The flower sector provides direct employment opportunities to about 150,000 people, the majority of whom are women. Indirectly, the industry supports over two million livelihoods.
However, through Workers’ Rights Watch’s work in the flower-cut sector, we have identified cases of workers being exploited in the industry. It’s commonplace for people to be forced to work under threats, retaliation, intimidation and fear of losing their jobs.
Workers are given very high targets, which they are unable to meet despite working more than 12- or 14-hour shifts. Having failed to meet these targets, female workers are forced to finish the target the next day without pay or offer a bribe or sexual favours to a supervisor to retain their jobs. Workers have no room to refuse these requests given their dependence on the income provided by their jobs.
Worker conditions are deplorable, disregarding gender-based needs in the workplace. For example, there is no time allowance to breastfeed. Women are not provided with transportation options, despite living far from the farms. Some of them opt not to go at all or have to leave their children in hazardous day and night care centres.
Tougher regulation: critical to protect workers, communities and the environment
There are two main changes that we are calling for to improve the lives of women across the flower industry – and beyond – in Kenya.
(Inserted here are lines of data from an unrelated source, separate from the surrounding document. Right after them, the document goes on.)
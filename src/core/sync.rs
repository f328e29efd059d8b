//! Clamp/sync engine - one authoritative value per parameter
//!
//! Each parameter is shown through two controls: a slider and a text entry.
//! Neither control ever updates the other. Every control event is reconciled
//! into the [`ParameterStore`], and the store then pushes the normalized value
//! out to both projections. Echoing a projection back into the store is a no-op,
//! so the update cycle always terminates after one pass.

use serde::Serialize;
use tracing::trace;

use crate::core::bounds::ParameterName;
use crate::core::parameters::ParameterSet;

/// Which control produced an event
#[derive(Debug, Clone, Copy, PartialEq, Eq, Serialize)]
#[serde(rename_all = "kebab-case")]
pub enum Source {
    Slider,
    TextEntry,
}

impl std::fmt::Display for Source {
    fn fmt(&self, f: &mut std::fmt::Formatter<'_>) -> std::fmt::Result {
        match self {
            Source::Slider => write!(f, "slider"),
            Source::TextEntry => write!(f, "text"),
        }
    }
}

/// How the event was raised
///
/// Only UI timing differs between the two; values are reconciled identically.
#[derive(Debug, Clone, Copy, PartialEq, Eq, Default)]
pub enum EventKind {
    #[default]
    Changed,
    Submitted,
}

/// A single user interaction with one control
#[derive(Debug, Clone, PartialEq)]
pub struct ControlEvent {
    pub parameter: ParameterName,
    pub source: Source,
    pub kind: EventKind,
    /// Candidate value; `None` for a cleared or unparseable entry
    pub candidate: Option<f64>,
}

impl ControlEvent {
    /// A slider was moved to `value`
    pub fn slider(parameter: ParameterName, value: f64) -> Self {
        Self {
            parameter,
            source: Source::Slider,
            kind: EventKind::Changed,
            candidate: Some(value),
        }
    }

    /// The text entry now holds `raw`
    pub fn text(parameter: ParameterName, raw: &str, kind: EventKind) -> Self {
        Self {
            parameter,
            source: Source::TextEntry,
            kind,
            candidate: parse_entry(raw),
        }
    }
}

/// Parse the contents of a numeric text entry
///
/// Empty, non-numeric and NaN input are all absent. Infinities are kept so the
/// clamp sends them to the nearer bound.
pub fn parse_entry(raw: &str) -> Option<f64> {
    let trimmed = raw.trim();
    if trimmed.is_empty() {
        return None;
    }
    trimmed.parse::<f64>().ok().filter(|v| !v.is_nan())
}

/// Normalize a candidate value for a parameter
///
/// Present values are clamped to the parameter's bounds; absent values (and NaN)
/// fall back to the default. The result is always within bounds, and reconciling
/// it again returns it unchanged.
pub fn reconcile(parameter: ParameterName, candidate: Option<f64>, source: Source) -> f64 {
    let bounds = parameter.bounds();
    let value = match candidate.filter(|v| !v.is_nan()) {
        Some(v) => bounds.clamp(v),
        None => bounds.default,
    };
    trace!(%parameter, %source, ?candidate, value, "reconciled");
    value
}

/// The two representations of a parameter, derived from the store
#[derive(Debug, Clone, PartialEq, Serialize)]
pub struct Projection {
    pub slider: f64,
    pub text: String,
}

impl Projection {
    fn of(value: f64) -> Self {
        Self {
            slider: value,
            text: format_entry(value),
        }
    }
}

/// Render a value the way the text entry displays it
///
/// Uses the shortest representation that parses back to the same `f64`, so
/// `parse_entry(&format_entry(v)) == Some(v)`.
pub fn format_entry(value: f64) -> String {
    format!("{}", value)
}

/// Result of applying one event to the store
#[derive(Debug, Clone, Copy, PartialEq)]
pub struct SyncOutcome {
    pub parameter: ParameterName,
    pub previous: f64,
    pub value: f64,
    /// False when the event left the authoritative value untouched (e.g. an echo)
    pub changed: bool,
}

#[derive(Debug, Clone, PartialEq)]
struct ParameterState {
    value: f64,
    projection: Projection,
}

impl ParameterState {
    fn new(value: f64) -> Self {
        Self {
            value,
            projection: Projection::of(value),
        }
    }
}

/// Authoritative parameter values for one session
///
/// Each session owns its own store; nothing here is shared between sessions.
#[derive(Debug, Clone, PartialEq)]
pub struct ParameterStore {
    states: [ParameterState; 4],
}

impl Default for ParameterStore {
    fn default() -> Self {
        Self::new()
    }
}

impl ParameterStore {
    /// Create a store holding every parameter's default
    pub fn new() -> Self {
        Self::from_set(&ParameterSet::default())
    }

    /// Create a store from an arbitrary set, normalizing every value
    pub fn from_set(set: &ParameterSet) -> Self {
        let states = ParameterName::ALL.map(|name| {
            ParameterState::new(reconcile(name, Some(set.get(name)), Source::TextEntry))
        });
        Self { states }
    }

    fn index(name: ParameterName) -> usize {
        match name {
            ParameterName::GearCount => 0,
            ParameterName::MandrelDiameter => 1,
            ParameterName::HornGearSpeed => 2,
            ParameterName::TargetAngle => 3,
        }
    }

    fn state(&self, name: ParameterName) -> &ParameterState {
        &self.states[Self::index(name)]
    }

    /// Reconcile an event into the store and push the result to both projections
    pub fn apply(&mut self, event: &ControlEvent) -> SyncOutcome {
        let value = reconcile(event.parameter, event.candidate, event.source);
        self.write(event.parameter, value)
    }

    fn write(&mut self, name: ParameterName, value: f64) -> SyncOutcome {
        let state = &mut self.states[Self::index(name)];
        let previous = state.value;
        let changed = previous != value;
        if changed {
            state.value = value;
        }
        // Always re-project: a text entry holding "500" must show the clamped
        // value even when the authoritative value was already at the bound.
        state.projection = Projection::of(value);
        SyncOutcome {
            parameter: name,
            previous,
            value,
            changed,
        }
    }

    /// Restore one parameter to its default
    pub fn reset(&mut self, name: ParameterName) -> SyncOutcome {
        self.write(name, name.bounds().default)
    }

    /// Restore every parameter to its default
    pub fn reset_all(&mut self) -> Vec<SyncOutcome> {
        ParameterName::ALL
            .iter()
            .map(|&name| self.reset(name))
            .collect()
    }

    /// Current authoritative value
    pub fn value(&self, name: ParameterName) -> f64 {
        self.state(name).value
    }

    /// Current projections of a parameter
    pub fn projection(&self, name: ParameterName) -> &Projection {
        &self.state(name).projection
    }

    /// Event that re-submits the slider's current position
    pub fn echo_slider(&self, name: ParameterName) -> ControlEvent {
        ControlEvent::slider(name, self.projection(name).slider)
    }

    /// Event that re-submits the text entry's current contents
    pub fn echo_text(&self, name: ParameterName) -> ControlEvent {
        ControlEvent::text(name, &self.projection(name).text, EventKind::Changed)
    }

    /// Snapshot of all four authoritative values
    pub fn parameters(&self) -> ParameterSet {
        let mut set = ParameterSet::default();
        for name in ParameterName::ALL {
            set.set(name, self.value(name));
        }
        set
    }
}

#[cfg(test)]
mod tests {
    use super::*;

    #[test]
    fn test_reconcile_clamps_to_nearer_bound() {
        assert_eq!(reconcile(ParameterName::GearCount, Some(0.0), Source::Slider), 1.0);
        assert_eq!(reconcile(ParameterName::GearCount, Some(500.0), Source::Slider), 192.0);
        assert_eq!(
            reconcile(ParameterName::HornGearSpeed, Some(-3.0), Source::TextEntry),
            25.0
        );
        assert_eq!(
            reconcile(ParameterName::TargetAngle, Some(f64::INFINITY), Source::TextEntry),
            80.0
        );
        assert_eq!(
            reconcile(ParameterName::MandrelDiameter, Some(250.0), Source::TextEntry),
            250.0
        );
    }

    #[test]
    fn test_reconcile_absent_returns_default() {
        for name in ParameterName::ALL {
            assert_eq!(reconcile(name, None, Source::TextEntry), name.bounds().default);
            assert_eq!(
                reconcile(name, Some(f64::NAN), Source::Slider),
                name.bounds().default
            );
        }
    }

    #[test]
    fn test_parse_entry() {
        assert_eq!(parse_entry("42"), Some(42.0));
        assert_eq!(parse_entry("  12.5 "), Some(12.5));
        assert_eq!(parse_entry("-7"), Some(-7.0));
        assert_eq!(parse_entry("1e3"), Some(1000.0));
        assert_eq!(parse_entry(""), None);
        assert_eq!(parse_entry("   "), None);
        assert_eq!(parse_entry("abc"), None);
        assert_eq!(parse_entry("NaN"), None);
        assert_eq!(parse_entry("inf"), Some(f64::INFINITY));
    }

    #[test]
    fn test_text_event_changes_and_submit_are_equivalent() {
        let mut a = ParameterStore::new();
        let mut b = ParameterStore::new();
        a.apply(&ControlEvent::text(ParameterName::TargetAngle, "30", EventKind::Changed));
        b.apply(&ControlEvent::text(ParameterName::TargetAngle, "30", EventKind::Submitted));
        assert_eq!(a, b);
    }

    #[test]
    fn test_slider_update_pushes_to_text() {
        let mut store = ParameterStore::new();
        let outcome = store.apply(&ControlEvent::slider(ParameterName::HornGearSpeed, 120.0));
        assert!(outcome.changed);
        assert_eq!(outcome.previous, 100.0);
        assert_eq!(store.projection(ParameterName::HornGearSpeed).text, "120");
        assert_eq!(store.projection(ParameterName::HornGearSpeed).slider, 120.0);
    }

    #[test]
    fn test_out_of_range_text_is_rewritten_with_clamped_value() {
        let mut store = ParameterStore::new();
        let outcome = store.apply(&ControlEvent::text(
            ParameterName::MandrelDiameter,
            "5000",
            EventKind::Submitted,
        ));
        assert_eq!(outcome.value, 1000.0);
        let projection = store.projection(ParameterName::MandrelDiameter);
        assert_eq!(projection.slider, 1000.0);
        assert_eq!(projection.text, "1000");
    }

    #[test]
    fn test_cleared_text_falls_back_to_default() {
        let mut store = ParameterStore::new();
        store.apply(&ControlEvent::slider(ParameterName::GearCount, 48.0));
        let outcome =
            store.apply(&ControlEvent::text(ParameterName::GearCount, "", EventKind::Submitted));
        assert_eq!(outcome.value, 192.0);
        assert_eq!(store.projection(ParameterName::GearCount).text, "192");
    }

    #[test]
    fn test_echoes_are_no_ops() {
        let mut store = ParameterStore::new();
        store.apply(&ControlEvent::text(ParameterName::TargetAngle, "95", EventKind::Changed));
        let snapshot = store.clone();

        let echo = store.echo_slider(ParameterName::TargetAngle);
        assert!(!store.apply(&echo).changed);
        let echo = store.echo_text(ParameterName::TargetAngle);
        assert!(!store.apply(&echo).changed);

        assert_eq!(store, snapshot);
    }

    #[test]
    fn test_slider_to_text_round_trip() {
        let mut store = ParameterStore::new();
        store.apply(&ControlEvent::slider(ParameterName::HornGearSpeed, 37.5));
        let text = store.projection(ParameterName::HornGearSpeed).text.clone();

        let mut other = ParameterStore::new();
        other.apply(&ControlEvent::text(ParameterName::HornGearSpeed, &text, EventKind::Changed));
        assert_eq!(
            other.value(ParameterName::HornGearSpeed),
            store.value(ParameterName::HornGearSpeed)
        );
    }

    #[test]
    fn test_text_to_slider_round_trip() {
        let mut store = ParameterStore::new();
        store.apply(&ControlEvent::text(ParameterName::GearCount, "0", EventKind::Submitted));
        let slider = store.projection(ParameterName::GearCount).slider;
        assert_eq!(slider, 1.0);

        let mut other = ParameterStore::new();
        other.apply(&ControlEvent::slider(ParameterName::GearCount, slider));
        assert_eq!(other.value(ParameterName::GearCount), 1.0);
    }

    #[test]
    fn test_reset() {
        let mut store = ParameterStore::new();
        store.apply(&ControlEvent::slider(ParameterName::GearCount, 10.0));
        store.apply(&ControlEvent::slider(ParameterName::TargetAngle, 70.0));

        let outcome = store.reset(ParameterName::GearCount);
        assert!(outcome.changed);
        assert_eq!(store.value(ParameterName::GearCount), 192.0);

        let outcomes = store.reset_all();
        assert_eq!(outcomes.len(), 4);
        assert_eq!(store, ParameterStore::new());
    }

    #[test]
    fn test_from_set_normalizes_values() {
        let store = ParameterStore::from_set(&ParameterSet {
            gear_count: 0.0,
            mandrel_diameter: 2000.0,
            horn_gear_speed: f64::NAN,
            target_angle: 45.0,
        });
        let set = store.parameters();
        assert_eq!(set.gear_count, 1.0);
        assert_eq!(set.mandrel_diameter, 1000.0);
        assert_eq!(set.horn_gear_speed, 100.0);
        assert_eq!(set.target_angle, 45.0);
        assert!(set.is_within_bounds());
    }

    #[test]
    fn test_stores_are_independent() {
        let mut first = ParameterStore::new();
        let second = ParameterStore::new();
        first.apply(&ControlEvent::slider(ParameterName::TargetAngle, 20.0));
        assert_eq!(second.value(ParameterName::TargetAngle), 45.0);
    }
}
1. Human rights and environmental due diligence legislation
Workers’ Rights Watch, together with Anti-Slavery International and other global partners, have been calling on the EU and several governments around the world to introduce strong legislation to protect people and planet.
In February 2022, we welcomed the European Commission’s publication of a proposal for mandatory human rights and environmental due diligence legislation to greater protect workers from exploitation.
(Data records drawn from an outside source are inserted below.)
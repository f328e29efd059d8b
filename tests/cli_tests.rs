//! CLI and basic command tests

mod common;

use common::{compute_json, fac, write_file};
use predicates::prelude::*;
use tempfile::TempDir;

// ============================================================================
// CLI Basic Tests
// ============================================================================

#[test]
fn test_help_displays() {
    fac()
        .arg("--help")
        .assert()
        .success()
        .stdout(predicate::str::contains("fibre angle"));
}

#[test]
fn test_version_displays() {
    fac()
        .arg("--version")
        .assert()
        .success()
        .stdout(predicate::str::contains("fac"));
}

#[test]
fn test_unknown_command_fails() {
    fac()
        .arg("unknown-command")
        .assert()
        .failure()
        .stderr(predicate::str::contains("error"));
}

#[test]
fn test_completions_generate() {
    fac()
        .args(["completions", "bash"])
        .assert()
        .success()
        .stdout(predicate::str::contains("_fac"));
}

// ============================================================================
// Compute Tests
// ============================================================================

#[test]
fn test_compute_defaults_summary() {
    let output = fac().args(["-f", "table", "compute"]).output().unwrap();
    assert!(output.status.success());
    let stdout = String::from_utf8(output.stdout).unwrap();
    insta::assert_snapshot!(
        stdout.trim_end(),
        @"To achieve 45° at 100 RPM, use a mandrel velocity of approximately 11.06 mm/s"
    );
}

#[test]
fn test_compute_text_report() {
    fac()
        .args(["compute", "--no-chart"])
        .assert()
        .success()
        .stdout(predicate::str::contains("Number of Horn Gears: 192"))
        .stdout(predicate::str::contains("sample 23 of 200"))
        .stdout(predicate::str::contains("exact solution 10.91 mm/s"))
        .stdout(predicate::str::contains(
            "To achieve 45° at 100 RPM, use a mandrel velocity of approximately 11.06 mm/s",
        ));
}

#[test]
fn test_compute_text_report_with_chart() {
    fac()
        .arg("compute")
        .assert()
        .success()
        .stdout(predicate::str::contains("mm/s"))
        .stdout(predicate::str::contains("90°"));
}

#[test]
fn test_compute_json_defaults() {
    let json = compute_json(&[]);
    assert_eq!(json["parameters"]["gearCount"], 192.0);
    assert_eq!(json["parameters"]["targetAngle"], 45.0);
    assert_eq!(json["intersection"]["index"], 22);
    assert_eq!(json["sweep"].as_array().unwrap().len(), 200);
    assert_eq!(json["curve"][0], 90.0);
    assert_eq!(json["sweep"][199], 100.0);
}

#[test]
fn test_compute_low_target_angle() {
    let json = compute_json(&["--angle", "10"]);
    assert_eq!(json["intersection"]["index"], 123);
    let velocity = json["intersection"]["velocity"].as_f64().unwrap();
    assert!((velocity - 61.809).abs() < 1e-3);
}

#[test]
fn test_compute_saturates_at_sweep_end() {
    let json = compute_json(&["-n", "192", "-d", "1000", "-s", "150", "-a", "10"]);
    assert_eq!(json["intersection"]["index"], 199);
    assert_eq!(json["intersection"]["velocity"], 100.0);
}

#[test]
fn test_compute_saturates_at_sweep_start() {
    let json = compute_json(&["-n", "192", "-d", "1", "-s", "25", "-a", "80"]);
    assert_eq!(json["intersection"]["index"], 0);
    assert_eq!(json["intersection"]["angle"], 90.0);
}

#[test]
fn test_compute_clamps_and_defaults_entries() {
    let json = compute_json(&["-n", "abc", "-d", "5000", "-s", "-3", "-a", "95"]);
    assert_eq!(json["parameters"]["gearCount"], 192.0);
    assert_eq!(json["parameters"]["mandrelDiameter"], 1000.0);
    assert_eq!(json["parameters"]["hornGearSpeed"], 25.0);
    assert_eq!(json["parameters"]["targetAngle"], 80.0);
}

#[test]
fn test_compute_empty_entry_uses_default() {
    let json = compute_json(&["--speed", ""]);
    assert_eq!(json["parameters"]["hornGearSpeed"], 100.0);
}

#[test]
fn test_compute_yaml_output() {
    fac()
        .args(["-f", "yaml", "compute"])
        .assert()
        .success()
        .stdout(predicate::str::contains("targetAngle: 45"))
        .stdout(predicate::str::contains("summary:"));
}

#[test]
fn test_verbose_logs_clamping_to_stderr() {
    fac()
        .args(["-v", "-f", "table", "compute", "-n", "0"])
        .assert()
        .success()
        .stdout(predicate::str::contains("To achieve 45°"))
        .stderr(predicate::str::contains("value clamped to bounds"));
}

// ============================================================================
// Parameter File Tests
// ============================================================================

#[test]
fn test_params_file_is_used() {
    let tmp = TempDir::new().unwrap();
    let path = write_file(&tmp, "params.yaml", "targetAngle: 10\nhornGearSpeed: \"100\"\n");

    let json = compute_json(&["--params", path.to_str().unwrap()]);
    assert_eq!(json["parameters"]["targetAngle"], 10.0);
    assert_eq!(json["intersection"]["index"], 123);
}

#[test]
fn test_flags_override_params_file() {
    let tmp = TempDir::new().unwrap();
    let path = write_file(&tmp, "params.yaml", "targetAngle: 10\n");

    let json = compute_json(&["--params", path.to_str().unwrap(), "--angle", "45"]);
    assert_eq!(json["parameters"]["targetAngle"], 45.0);
}

#[test]
fn test_params_file_invalid_yaml_fails() {
    let tmp = TempDir::new().unwrap();
    let path = write_file(&tmp, "params.yaml", "gearCount: [1, 2\n");

    fac()
        .args(["compute", "--params", path.to_str().unwrap()])
        .assert()
        .failure()
        .stderr(predicate::str::contains("invalid YAML"));
}

#[test]
fn test_params_file_unknown_key_fails() {
    let tmp = TempDir::new().unwrap();
    let path = write_file(&tmp, "params.yaml", "pitch: 4\n");

    fac()
        .args(["compute", "--params", path.to_str().unwrap()])
        .assert()
        .failure()
        .stderr(predicate::str::contains("pitch"));
}

// ============================================================================
// Sweep and Bounds Tests
// ============================================================================

#[test]
fn test_sweep_csv_lists_every_sample() {
    let output = fac().args(["-f", "csv", "sweep"]).output().unwrap();
    assert!(output.status.success());
    let stdout = String::from_utf8(output.stdout).unwrap();
    let lines: Vec<&str> = stdout.lines().collect();
    assert_eq!(lines[0], "index,velocity,angle,intersection");
    assert_eq!(lines.len(), 201);
    assert_eq!(lines.iter().filter(|l| l.ends_with(",true")).count(), 1);
    assert!(lines[23].starts_with("22,"));
}

#[test]
fn test_sweep_table_with_stride() {
    fac()
        .args(["sweep", "--every", "50"])
        .assert()
        .success()
        .stdout(predicate::str::contains("VELOCITY (mm/s)"))
        .stdout(predicate::str::contains("5 of 200 sample(s) shown"));
}

#[test]
fn test_sweep_rejects_zero_stride() {
    fac()
        .args(["sweep", "--every", "0"])
        .assert()
        .failure();
}

#[test]
fn test_bounds_table() {
    fac()
        .arg("bounds")
        .assert()
        .success()
        .stdout(predicate::str::contains("hornGearSpeed"))
        .stdout(predicate::str::contains("--diameter"));
}

#[test]
fn test_bounds_csv() {
    fac()
        .args(["-f", "csv", "bounds"])
        .assert()
        .success()
        .stdout(predicate::str::contains("parameter,flag,min,max,default,unit"))
        .stdout(predicate::str::contains("hornGearSpeed,speed,25"));
}

// ============================================================================
// Config Tests
// ============================================================================

#[test]
fn test_config_file_sets_default_format() {
    let tmp = TempDir::new().unwrap();
    let path = write_file(&tmp, "config.yaml", "format: json\n");

    let output = fac()
        .args(["--config", path.to_str().unwrap(), "compute"])
        .output()
        .unwrap();
    assert!(output.status.success());
    let json: serde_json::Value = serde_json::from_slice(&output.stdout).unwrap();
    assert_eq!(json["intersection"]["index"], 22);
}

#[test]
fn test_format_flag_beats_config_file() {
    let tmp = TempDir::new().unwrap();
    let path = write_file(&tmp, "config.yaml", "format: json\n");

    fac()
        .args(["--config", path.to_str().unwrap(), "-f", "table", "compute"])
        .assert()
        .success()
        .stdout(predicate::str::starts_with("To achieve 45°"));
}

#[test]
fn test_config_from_env_var() {
    let tmp = TempDir::new().unwrap();
    let path = write_file(&tmp, "config.yaml", "format: yaml\n");

    fac()
        .env("FAC_CONFIG", &path)
        .arg("bounds")
        .assert()
        .success()
        .stdout(predicate::str::contains("parameter: gearCount"));
}

#[test]
fn test_missing_config_file_fails() {
    fac()
        .args(["--config", "/nonexistent/fac/config.yaml", "compute"])
        .assert()
        .failure()
        .stderr(predicate::str::contains("config file not found"));
}

#[test]
fn test_invalid_config_file_fails() {
    let tmp = TempDir::new().unwrap();
    let path = write_file(&tmp, "config.yaml", "colour: false\n");

    fac()
        .args(["--config", path.to_str().unwrap(), "compute"])
        .assert()
        .failure()
        .stderr(predicate::str::contains("failed to load config file"));
}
But current loopholes are limiting the upcoming law’s potential impact on the lives of workers and communities around the world. We are particularly concerned to see weaknesses in the proposal around the areas of:
- Meaningful and credible engagement with affected and potentially affected workers and communities. The proposal should pay special attention to gender-specific needs and other groups in vulnerable situation. For women, poor working conditions are commonplace, ranging from: long working hours, poor pay, inadequate maternity protection and exposure to gender-based violence such as sexual harassment.
- The due diligence requirements across the supply chain should not be limited to only ‘established’ business relationships. In the EU, Kenya’s market share for rose cut flowers is estimated at 38%. Approximately, 50% of exported flowers are sold through Dutch Auctions. The non-established nature of transactions between auctioneers and EU retailers could leave half of the Kenyan flower sector out of the scope of the legislation. This would mean that workers in Kenya would not benefit.
- The proposal strongly relies on ‘third-party verification’, also understood as audits and certifications, through which companies could evade their responsibility when negative impacts occur. The inadequacies of audits and certifications to protect people from forced labour have been widely reported, where Kenya’s flower sector is not an exception. Such schemes have failed to deliver tangible results to workers.
2. Import controls
When it comes to addressing forced labour, Workers’ Rights Watch recognises the need for multiple policies and laws that complement and reinforce each other.
WRW therefore also welcome the EU’s commitment to introduce a forced labour instrument which could be used to ban specific Kenyan suppliers from exporting flowers to the European market, in those instances where flowers have been harvested with the use of forced labour. We want to see Kenyan flowers thriving in global markets, but only those picked in farms that respect the rights of workers.
The EU and other governments, including the UK, should look at models in countries such as Canada and the US. Crucially, governments should also focus on the creation of remedy-centred proposals. Listening to civil society, trade unions and workers is key to ensure the upcoming proposal is effective and responds to the needs of workers across global supply chains.
If we want to buy exploitation-free flowers from Kenya, and elsewhere, we need to make sure governments introduce legislation that will drive companies’ respect for people and the planet.
Workers’ Rights Watch is an independent, non-profit, civil society organisation founded in 2009. They exist primarily to promote healthy worker environments within Kenya’s horticulture and other businesses. Their work is based around four thematic areas namely: responsible governments, responsible businesses, responsible organisations, and responsible citizenship.
They have undertaken a number of initiatives promoting participatory governance and democracy within the cut flower sector to ensure that women workers are free from all sorts of violations.